If your engineer has identified a gas related danger in your home they will attach a warning label to the dangerous gas fitting and give you a warning notice. These should show you a ‘defect category’.
There are three categories depending on how bad the defects are. Depending on the level of risk there will be different actions you (or your landlord) should take.
‘Immediately Dangerous’ (ID)
An “immediately dangerous” installation is one which, if operated or left connected to a gas supply, is considered to be an immediate danger to life or property.
The installation will be disconnected, with your permission, and must not be used until the necessary work has been carried out to repair the defect(s). If you continue to use an immediately dangerous installation you could be putting you or your family’s lives in danger.
If you refuse the gas engineer permission to disconnect the installation or an individual appliance, they will report the situation to the Gas Emergency Service Provider (ESP). The ESP has legal powers to demand entry to make the situation safe or may disconnect the gas supply to the property.
‘At Risk’ (AR)
An “at risk” installation is where one or more recognised faults are present which could constitute a danger to life or property without further faults developing.
With your permission, the installation will be turned off and should not be used again until the fault has been repaired.

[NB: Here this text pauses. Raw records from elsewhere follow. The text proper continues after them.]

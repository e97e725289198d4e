// SPDX-FileCopyrightText: 2025 Jens Pitkänen <jens.pitkanen@helsinki.fi>
//
// SPDX-License-Identifier: GPL-3.0-or-later

//! Value transition (easing) functions, one free function per curve instead
//! of `KEasing`'s static methods, but otherwise a direct port, including the
//! `BACK_*` magic constants.
//!
//! See <https://easings.net/> for what these curves look like graphed out.

use core::f32::consts::PI;

use libm::{cosf, powf, sinf, sqrtf};

/// `s` coefficient for [`inback`]/[`outback`]/[`inoutback`] giving a 10%
/// overshoot before settling.
pub const BACK_10: f32 = 1.70158;
/// 20% overshoot.
pub const BACK_20: f32 = 2.59238;
/// 30% overshoot.
pub const BACK_30: f32 = 3.39405;
/// 40% overshoot.
pub const BACK_40: f32 = 4.15574;
/// 50% overshoot.
pub const BACK_50: f32 = 4.89485;
/// 60% overshoot.
pub const BACK_60: f32 = 5.61962;
/// 70% overshoot.
pub const BACK_70: f32 = 6.33456;
/// 80% overshoot.
pub const BACK_80: f32 = 7.04243;
/// 90% overshoot.
pub const BACK_90: f32 = 7.74502;
/// 100% overshoot.
pub const BACK_100: f32 = 8.44353;

fn clamp01(t: f32) -> f32 {
    if t < 0.0 {
        0.0
    } else if t < 1.0 {
        t
    } else {
        1.0
    }
}

/// Hermite interpolation between `v0` (at `t=0`) and `v1` (at `t=1`), with the
/// curve's slope at each end given by `slope0`/`slope1`. Unlike the other
/// functions here, `t` is not clamped to `0..1`.
pub fn hermite(t: f32, v0: f32, v1: f32, slope0: f32, slope1: f32) -> f32 {
    let a = 2.0 * (v0 - v1) + slope0 + slope1;
    let b = -3.0 * (v0 - v1) - 2.0 * slope0 + slope1;
    let c = slope0;
    let d = v0;
    let t2 = t * t;
    let t3 = t * t2;
    a * t3 + b * t2 + c * t + d
}

/// Linear interpolation, equivalent to `lerp(a, b, t)`.
pub fn linear(t: f32, a: f32, b: f32) -> f32 {
    let t = clamp01(t);
    a + (b - a) * t
}

/// Sine ease-in.
pub fn insine(t: f32, a: f32, b: f32) -> f32 {
    let t = clamp01(t);
    b - (b - a) * cosf(t * PI / 2.0)
}

/// Sine ease-out.
pub fn outsine(t: f32, a: f32, b: f32) -> f32 {
    let t = clamp01(t);
    a + (b - a) * sinf(t * PI / 2.0)
}

/// Sine ease-in-out.
pub fn inoutsine(t: f32, a: f32, b: f32) -> f32 {
    let t = clamp01(t);
    a + (b - a) / 2.0 * (1.0 - cosf(t * PI))
}

/// Quadratic ease-in.
pub fn inquad(t: f32, a: f32, b: f32) -> f32 {
    let t = clamp01(t);
    a + (b - a) * t * t
}

/// Quadratic ease-out.
pub fn outquad(t: f32, a: f32, b: f32) -> f32 {
    let t = clamp01(t);
    let inv = 1.0 - t;
    a + (b - a) * (1.0 - inv * inv)
}

/// Quadratic ease-in-out.
pub fn inoutquad(t: f32, a: f32, b: f32) -> f32 {
    if t < 0.5 {
        inquad(t * 2.0, a, (a + b) / 2.0)
    } else {
        outquad((t - 0.5) * 2.0, (a + b) / 2.0, b)
    }
}

/// Exponential ease-out. Unclamped, like the source.
pub fn outexp(t: f32, a: f32, b: f32) -> f32 {
    a + (b - a) * (1.0 - powf(2.0, -10.0 * t))
}

/// Exponential ease-in. Unclamped, like the source.
pub fn inexp(t: f32, a: f32, b: f32) -> f32 {
    a + (b - a) * powf(2.0, 10.0 * (t - 1.0))
}

/// Exponential ease-in-out.
pub fn inoutexp(t: f32, a: f32, b: f32) -> f32 {
    if t < 0.5 {
        inexp(t * 2.0, a, (a + b) / 2.0)
    } else {
        outexp((t - 0.5) * 2.0, (a + b) / 2.0, b)
    }
}

/// Cubic ease-in.
pub fn incubic(t: f32, a: f32, b: f32) -> f32 {
    let t = clamp01(t);
    a + (b - a) * t * t * t
}

/// Cubic ease-out.
pub fn outcubic(t: f32, a: f32, b: f32) -> f32 {
    let t = clamp01(t);
    let inv = 1.0 - t;
    a + (b - a) * (1.0 - inv * inv * inv)
}

/// Cubic ease-in-out.
pub fn inoutcubic(t: f32, a: f32, b: f32) -> f32 {
    if t < 0.5 {
        incubic(t * 2.0, a, (a + b) / 2.0)
    } else {
        outcubic((t - 0.5) * 2.0, (a + b) / 2.0, b)
    }
}

/// Quartic ease-in.
pub fn inquart(t: f32, a: f32, b: f32) -> f32 {
    let t = clamp01(t);
    a + (b - a) * t * t * t * t
}

/// Quartic ease-out.
///
/// Ported verbatim from `KEasing::outquart`, including its `a - (b-a) * ...`
/// sign (the source's own formula, kept rather than "corrected" to match
/// `outcubic`'s shape).
pub fn outquart(t: f32, a: f32, b: f32) -> f32 {
    let t = clamp01(t);
    let inv = 1.0 - t;
    a - (b - a) * (1.0 - inv * inv * inv * inv)
}

/// Quartic ease-in-out.
pub fn inoutquart(t: f32, a: f32, b: f32) -> f32 {
    if t < 0.5 {
        inquart(t * 2.0, a, (a + b) / 2.0)
    } else {
        outquart((t - 0.5) * 2.0, (a + b) / 2.0, b)
    }
}

/// Quintic ease-in.
pub fn inquint(t: f32, a: f32, b: f32) -> f32 {
    let t = clamp01(t);
    a + (b - a) * t * t * t * t * t
}

/// Quintic ease-out.
pub fn outquint(t: f32, a: f32, b: f32) -> f32 {
    let t = clamp01(t);
    let inv = 1.0 - t;
    a - (b - a) * (1.0 - inv * inv * inv * inv * inv)
}

/// Quintic ease-in-out.
///
/// The source's `KEasing::inoutquint` calls `inquart`/`outquart` rather than
/// the quintic variants; kept as-is since it's what the original produces.
pub fn inoutquint(t: f32, a: f32, b: f32) -> f32 {
    if t < 0.5 {
        inquart(t * 2.0, a, (a + b) / 2.0)
    } else {
        outquart((t - 0.5) * 2.0, (a + b) / 2.0, b)
    }
}

/// Back ease-in: overshoots past `a` before heading to `b`. `s` controls how
/// far past `a` it overshoots; see the `BACK_*` constants.
pub fn inback(t: f32, a: f32, b: f32, s: f32) -> f32 {
    let t = clamp01(t);
    (b - a) * t * t * ((s + 1.0) * t - s) + a
}

/// Back ease-out: overshoots past `b` before settling.
pub fn outback(t: f32, a: f32, b: f32, s: f32) -> f32 {
    let shifted = t - 1.0;
    (b - a) * (shifted * shifted * ((s + 1.0) * shifted + s) + 1.0) + a
}

/// Back ease-in-out.
pub fn inoutback(t: f32, a: f32, b: f32, s: f32) -> f32 {
    let s = s * 1.525;
    if t < 0.5 {
        inback(t * 2.0, a, (a + b) / 2.0, s)
    } else {
        outback(t * 2.0 - 1.0, (a + b) / 2.0, b, s)
    }
}

/// Circular ease-in.
pub fn incirc(t: f32, a: f32, b: f32) -> f32 {
    let t = clamp01(t);
    a - (b - a) * (sqrtf(1.0 - t * t) - 1.0)
}

/// Circular ease-out.
pub fn outcirc(t: f32, a: f32, b: f32) -> f32 {
    let t = clamp01(t);
    let shifted = t - 1.0;
    a + (b - a) * sqrtf(1.0 - shifted * shifted)
}

/// Circular ease-in-out.
pub fn inoutcirc(t: f32, a: f32, b: f32) -> f32 {
    if t < 0.5 {
        incirc(t * 2.0, a, (a + b) / 2.0)
    } else {
        outcirc(t * 2.0 - 1.0, (a + b) / 2.0, b)
    }
}

/// Sine wave: `a` at `t=0.0` and `t=1.0`, `b` at `t=0.5`.
pub fn wave(t: f32, a: f32, b: f32) -> f32 {
    let k = 0.5 + 0.5 * -cosf(2.0 * PI * t);
    linear(k, a, b)
}

#[cfg(test)]
mod tests {
    use super::*;

    #[test]
    fn linear_interpolates() {
        assert_eq!(0.0, linear(0.0, 0.0, 10.0));
        assert_eq!(5.0, linear(0.5, 0.0, 10.0));
        assert_eq!(10.0, linear(1.0, 0.0, 10.0));
    }

    #[test]
    fn linear_clamps_t() {
        assert_eq!(0.0, linear(-1.0, 0.0, 10.0));
        assert_eq!(10.0, linear(2.0, 0.0, 10.0));
    }

    #[test]
    fn endpoints_hold_for_all_curves() {
        let curves: &[fn(f32, f32, f32) -> f32] = &[
            insine, outsine, inoutsine, inquad, outquad, inoutquad, incubic, outcubic, inoutcubic,
            inquart, inoutquart, inquint, incirc, outcirc, inoutcirc,
        ];
        for curve in curves {
            assert!((curve(0.0, 2.0, 8.0) - 2.0).abs() < 0.001);
            assert!((curve(1.0, 2.0, 8.0) - 8.0).abs() < 0.001);
        }
    }

    #[test]
    fn outback_overshoots_past_b() {
        let v = outback(0.8, 0.0, 1.0, BACK_10);
        assert!(v > 1.0, "expected an overshoot past 1.0, got {v}");
    }

    #[test]
    fn wave_peaks_at_midpoint() {
        assert!((wave(0.0, 0.0, 10.0) - 0.0).abs() < 0.01);
        assert!((wave(0.5, 0.0, 10.0) - 10.0).abs() < 0.01);
        assert!((wave(1.0, 0.0, 10.0) - 0.0).abs() < 0.01);
    }

    #[test]
    fn hermite_matches_endpoint_values_and_slopes() {
        // At t=0, hermite should equal v0 regardless of slopes.
        assert!((hermite(0.0, 1.0, 5.0, 0.0, 0.0) - 1.0).abs() < 0.001);
        assert!((hermite(1.0, 1.0, 5.0, 0.0, 0.0) - 5.0).abs() < 0.001);
    }
}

‘Not to Current Standards’ (NCS)
Over time, industry standards may change and, as a result, existing installations may not always meet the current safety requirements. A “not to current standards” installation is one which does not meet with current standards, but is safe. You may however wish to improve the installation to meet current standards as this could improve the reliability and lifespan of the installation. If the installation has been carried out recently, you should contact the registered gas business that carried out the work to correct any identified faults. For older installations your gas engineer can advise you whether the installation should be brought in line with current standards.

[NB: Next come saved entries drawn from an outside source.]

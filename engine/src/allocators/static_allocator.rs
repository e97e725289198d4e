// SPDX-FileCopyrightText: 2025 Jens Pitkänen <jens.pitkanen@helsinki.fi>
//
// SPDX-License-Identifier: GPL-3.0-or-later

/// Creates a static [`LinearAllocator`](super::LinearAllocator) with the given
/// amount of bytes of backing memory.
///
/// Note that this creates an allocator backed by a static byte array, i.e. the
/// memory isn't dynamically allocated nor freed, it's just a big static
/// variable, *one for each call of this macro.* Generally this'll appear once
/// per crate if needed, there shouldn't be much of a reason to have multiple of
/// these, if any.
///
/// As such, even though this can be assigned to a variable (e.g. `let arena =
/// static_allocator!(1);`), that variable will only be a borrow of the single
/// static variable that this macro expands to. If such a function is called
/// multiple times, `arena` will get a reference to the same arena every time.
///
/// ### Example
///
/// ```
/// use engine::allocators::{LinearAllocator, static_allocator};
/// static PERSISTENT_ARENA: &LinearAllocator = static_allocator!(1024 * 1024);
/// ```
#[macro_export]
macro_rules! static_allocator {
    ($size:expr) => {{
        static mut MEM: [u8; $size] = [0; $size];
        // Safety (LinearAllocator::from_raw_slice): MEM is only accessible in
        // this scope, and this scope only creates one allocator from it, since
        // the allocator is stored in a static variable, so MEM won't be shared.
        // Since MEM is a static variable, the pointer is valid for 'static.
        static ALLOCATOR: $crate::allocators::LinearAllocator =
            unsafe { $crate::allocators::LinearAllocator::from_raw_slice(&raw mut MEM) };
        &ALLOCATOR
    }};
}

pub use static_allocator;
// SPDX-FileCopyrightText: 2024 Jens Pitkänen <jens.pitkanen@helsinki.fi>
//
// SPDX-License-Identifier: GPL-3.0-or-later

#[cfg(feature = "std")]
extern crate std;

use alloc::{
    collections::BTreeMap,
    string::{String, ToString},
    vec,
    vec::Vec,
};
use core::{cell::Cell, cell::RefCell, fmt::Arguments, time::Duration};

use platform::{
    ActionCategory, Box, Button, DrawSettings2D, FileHandle, FileReadTask, InputDevice,
    InputDevices, Instant, Platform, PixelFormat, Semaphore, SpriteRef, TaskChannel, ThreadState,
    Vertex2D, AUDIO_CHANNELS,
};

/// A [`Platform`] implementation backed by in-memory state, for use in unit
/// tests that don't need a real window, GPU, or sound card.
///
/// `multithreaded` controls what [`Platform::available_parallelism`] reports,
/// so tests can exercise both the single- and multi-threaded code paths of
/// [`crate::multithreading`]. Actually spawning pool threads still requires
/// the `std` feature, regardless of this flag.
pub struct TestPlatform {
    current_time: Cell<Duration>,
    multithreaded: bool,

    next_sprite_id: Cell<u64>,
    sprites: RefCell<BTreeMap<u64, (u16, u16, usize)>>,

    next_file_handle: Cell<u64>,
    file_handles: RefCell<BTreeMap<u64, String>>,
    files: RefCell<BTreeMap<String, Vec<u8>>>,

    audio_buffer_start: Cell<u64>,
    audio_buffer: RefCell<Vec<[i16; AUDIO_CHANNELS]>>,
}

impl TestPlatform {
    /// Creates a new [`TestPlatform`]. If `multithreaded` is true,
    /// [`Platform::available_parallelism`] reports more than one thread.
    pub fn new(multithreaded: bool) -> TestPlatform {
        TestPlatform {
            current_time: Cell::new(Duration::from_millis(0)),
            multithreaded,
            next_sprite_id: Cell::new(1),
            sprites: RefCell::new(BTreeMap::new()),
            next_file_handle: Cell::new(1),
            file_handles: RefCell::new(BTreeMap::new()),
            files: RefCell::new(BTreeMap::new()),
            audio_buffer_start: Cell::new(0),
            audio_buffer: RefCell::new(Vec::new()),
        }
    }

    /// Advances the platform's simulated clock to `new_millis` milliseconds
    /// since the start of the test.
    pub fn set_elapsed_millis(&self, new_millis: u64) {
        self.current_time.set(Duration::from_millis(new_millis));
    }

    /// Registers a virtual file, so that [`Platform::open_file`] and the
    /// related read functions can read it back.
    pub fn set_file(&self, path: &str, contents: Vec<u8>) {
        self.files.borrow_mut().insert(path.to_string(), contents);
    }

    /// Returns the most recent [`Platform::update_audio_buffer`] call's
    /// arguments, for asserting on in tests.
    pub fn audio_buffer(&self) -> (u64, Vec<[i16; AUDIO_CHANNELS]>) {
        (
            self.audio_buffer_start.get(),
            self.audio_buffer.borrow().clone(),
        )
    }
}

impl Platform for TestPlatform {
    fn draw_area(&self) -> (f32, f32) {
        (320.0, 240.0)
    }

    fn draw_scale_factor(&self) -> f32 {
        1.0
    }

    fn draw_2d(&self, _vertices: &[Vertex2D], _indices: &[u32], _settings: DrawSettings2D) {}

    fn create_sprite(&self, width: u16, height: u16, format: PixelFormat) -> Option<SpriteRef> {
        let bytes_per_pixel = format.bytes_per_pixel();
        let id = self.next_sprite_id.get();
        self.next_sprite_id.set(id + 1);
        self.sprites
            .borrow_mut()
            .insert(id, (width, height, bytes_per_pixel));
        Some(SpriteRef::new(id))
    }

    fn update_sprite(
        &self,
        sprite: SpriteRef,
        x_offset: u16,
        y_offset: u16,
        width: u16,
        height: u16,
        pixels: &[u8],
    ) {
        let sprites = self.sprites.borrow();
        let &(sprite_width, sprite_height, bytes_per_pixel) = sprites
            .get(&sprite.inner())
            .expect("update_sprite called with a SpriteRef not from TestPlatform::create_sprite");
        assert!(
            x_offset + width <= sprite_width && y_offset + height <= sprite_height,
            "out of bounds sprite update",
        );
        assert_eq!(
            width as usize * height as usize * bytes_per_pixel,
            pixels.len()
        );
    }

    fn open_file(&self, path: &str) -> Option<FileHandle> {
        if !self.files.borrow().contains_key(path) {
            return None;
        }
        let id = self.next_file_handle.get();
        self.next_file_handle.set(id + 1);
        self.file_handles.borrow_mut().insert(id, path.to_string());
        Some(FileHandle::new(id))
    }

    fn file_size(&self, file: FileHandle) -> Option<u64> {
        let handles = self.file_handles.borrow();
        let path = handles.get(&file.inner())?;
        let files = self.files.borrow();
        Some(files.get(path)?.len() as u64)
    }

    fn begin_file_read(
        &self,
        file: FileHandle,
        first_byte: u64,
        buffer: Box<[u8]>,
    ) -> FileReadTask {
        FileReadTask::new(file, first_byte, buffer)
    }

    fn is_file_read_finished(&self, _task: &FileReadTask) -> bool {
        true
    }

    fn finish_file_read(&self, task: FileReadTask) -> Result<Box<[u8]>, Box<[u8]>> {
        let handles = self.file_handles.borrow();
        let Some(path) = handles.get(&task.file().inner()) else {
            // Safety: this impl never shares the buffer anywhere.
            return Err(unsafe { task.into_inner() });
        };
        let files = self.files.borrow();
        let Some(contents) = files.get(path) else {
            drop(files);
            drop(handles);
            // Safety: this impl never shares the buffer anywhere.
            return Err(unsafe { task.into_inner() });
        };
        let first_byte = task.task_id() as usize;
        let len = task.read_size();
        if first_byte + len > contents.len() {
            drop(files);
            drop(handles);
            // Safety: this impl never shares the buffer anywhere.
            return Err(unsafe { task.into_inner() });
        }
        let slice = contents[first_byte..first_byte + len].to_vec();
        drop(files);
        drop(handles);
        // Safety: this impl never shares the buffer anywhere.
        let mut buffer = unsafe { task.into_inner() };
        buffer.copy_from_slice(&slice);
        Ok(buffer)
    }

    #[cfg(feature = "std")]
    fn create_semaphore(&self) -> Semaphore {
        semaphore::create()
    }

    #[cfg(not(feature = "std"))]
    fn create_semaphore(&self) -> Semaphore {
        Semaphore::single_threaded()
    }

    fn available_parallelism(&self) -> usize {
        if self.multithreaded {
            4
        } else {
            1
        }
    }

    #[cfg(feature = "std")]
    fn spawn_pool_thread(&self, channels: [TaskChannel; 2]) -> ThreadState {
        let [(task_sender, mut task_receiver), (mut result_sender, result_receiver)] = channels;
        std::thread::Builder::new()
            .name(std::string::String::from("pool-thread-in-test"))
            .spawn(move || loop {
                let mut task = task_receiver.recv();
                task.run();
                'send_result: loop {
                    match result_sender.send(task) {
                        Ok(()) => break 'send_result,
                        Err(task_) => {
                            std::thread::sleep(Duration::from_millis(1));
                            task = task_;
                        }
                    }
                }
            })
            .unwrap();
        ThreadState::new(task_sender, result_receiver)
    }

    #[cfg(not(feature = "std"))]
    fn spawn_pool_thread(&self, _channels: [TaskChannel; 2]) -> ThreadState {
        unimplemented!("TestPlatform can only spawn threads with the \"std\" feature enabled")
    }

    fn update_audio_buffer(&self, first_position: u64, samples: &[[i16; AUDIO_CHANNELS]]) {
        self.audio_buffer_start.set(first_position);
        *self.audio_buffer.borrow_mut() = samples.to_vec();
    }

    fn audio_playback_position(&self) -> (u64, Instant) {
        (self.audio_buffer_start.get(), self.now())
    }

    fn input_devices(&self) -> InputDevices {
        let mut devices = InputDevices::new();
        devices.push(InputDevice::new(1234));
        devices
    }

    fn default_button_for_action(
        &self,
        action: ActionCategory,
        device: InputDevice,
    ) -> Option<Button> {
        match (action, device.inner()) {
            (ActionCategory::ActPrimary, 1234) => Some(Button::new(4321)),
            _ => None,
        }
    }

    fn now(&self) -> Instant {
        Instant::reference() + self.current_time.get()
    }

    fn println(&self, _message: Arguments) {}

    fn exit(&self, clean: bool) {
        if !clean {
            panic!("TestPlatform::exit({clean}) was called (test ran into an error?)");
        }
    }
}

#[cfg(feature = "std")]
mod semaphore {
    use std::boxed::Box;
    use std::sync::{Condvar, Mutex};

    use platform::SemaphoreImpl;

    struct Semaphore {
        value: Mutex<u32>,
        condvar: Condvar,
    }

    impl SemaphoreImpl for Semaphore {
        fn increment(&self) {
            let mut value_lock = self.value.lock().unwrap();
            *value_lock += 1;
            self.condvar.notify_one();
        }

        fn decrement(&self) {
            let mut value_lock = self.value.lock().unwrap();
            while *value_lock == 0 {
                value_lock = self.condvar.wait(value_lock).unwrap();
            }
            *value_lock -= 1;
        }
    }

    pub fn create() -> platform::Semaphore {
        let semaphore: &'static Semaphore = Box::leak(Box::new(Semaphore {
            value: Mutex::new(0),
            condvar: Condvar::new(),
        }));
        // Safety: the semaphore is leaked above, so it's valid for 'static.
        unsafe { platform::Semaphore::new(semaphore, None) }
    }
}

#[cfg(test)]
mod tests {
    use super::TestPlatform;
    use platform::{Platform, PixelFormat};

    #[test]
    fn reports_requested_parallelism() {
        assert_eq!(1, TestPlatform::new(false).available_parallelism());
        assert!(TestPlatform::new(true).available_parallelism() > 1);
    }

    #[test]
    fn simulates_file_reads() {
        let platform = TestPlatform::new(false);
        platform.set_file("greeting.txt", b"hello, world!".to_vec());
        let file = platform.open_file("greeting.txt").unwrap();
        let buffer = platform::Box::from_mut(vec![0u8; 5].leak());
        let task = platform.begin_file_read(file, 7, buffer);
        let buffer = platform.finish_file_read(task).unwrap();
        assert_eq!(b"world", &*buffer);
    }

    #[test]
    fn missing_files_do_not_open() {
        let platform = TestPlatform::new(false);
        assert!(platform.open_file("missing.txt").is_none());
    }

    #[test]
    fn sprite_updates_are_bounds_checked() {
        let platform = TestPlatform::new(false);
        let sprite = platform
            .create_sprite(4, 4, PixelFormat::Rgba)
            .expect("sprite creation should succeed");
        platform.update_sprite(sprite, 0, 0, 4, 4, &[0; 4 * 4 * 4]);
    }

    #[test]
    #[should_panic]
    fn out_of_bounds_sprite_updates_panic() {
        let platform = TestPlatform::new(false);
        let sprite = platform
            .create_sprite(4, 4, PixelFormat::Rgba)
            .expect("sprite creation should succeed");
        platform.update_sprite(sprite, 0, 0, 8, 8, &[0; 8 * 8 * 4]);
    }
}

It is always a good idea to bring an installation up to current standards, but that will often depend upon whether the work can be undertaken at reasonable cost, or whether any other work is likely to be carried out on the installation in the near future, such as a replacement appliance.
Concern for Safety
If the Gas Emergency Service Provider has visited a property as a result of a smell of gas or fumes and cannot confirm the installation is safe, they may use a further category – ‘Concern for Safety’ and issue an appropriate notice.
Where a ‘Concern for Safety notice has been issued by the Gas Emergency Service Provider, you will be told not to use the installation until it has been checked by a Gas Safe registered engineer. It is your (or your landlords) responsibility to get the installation checked. Do not use the gas appliance until it has been checked.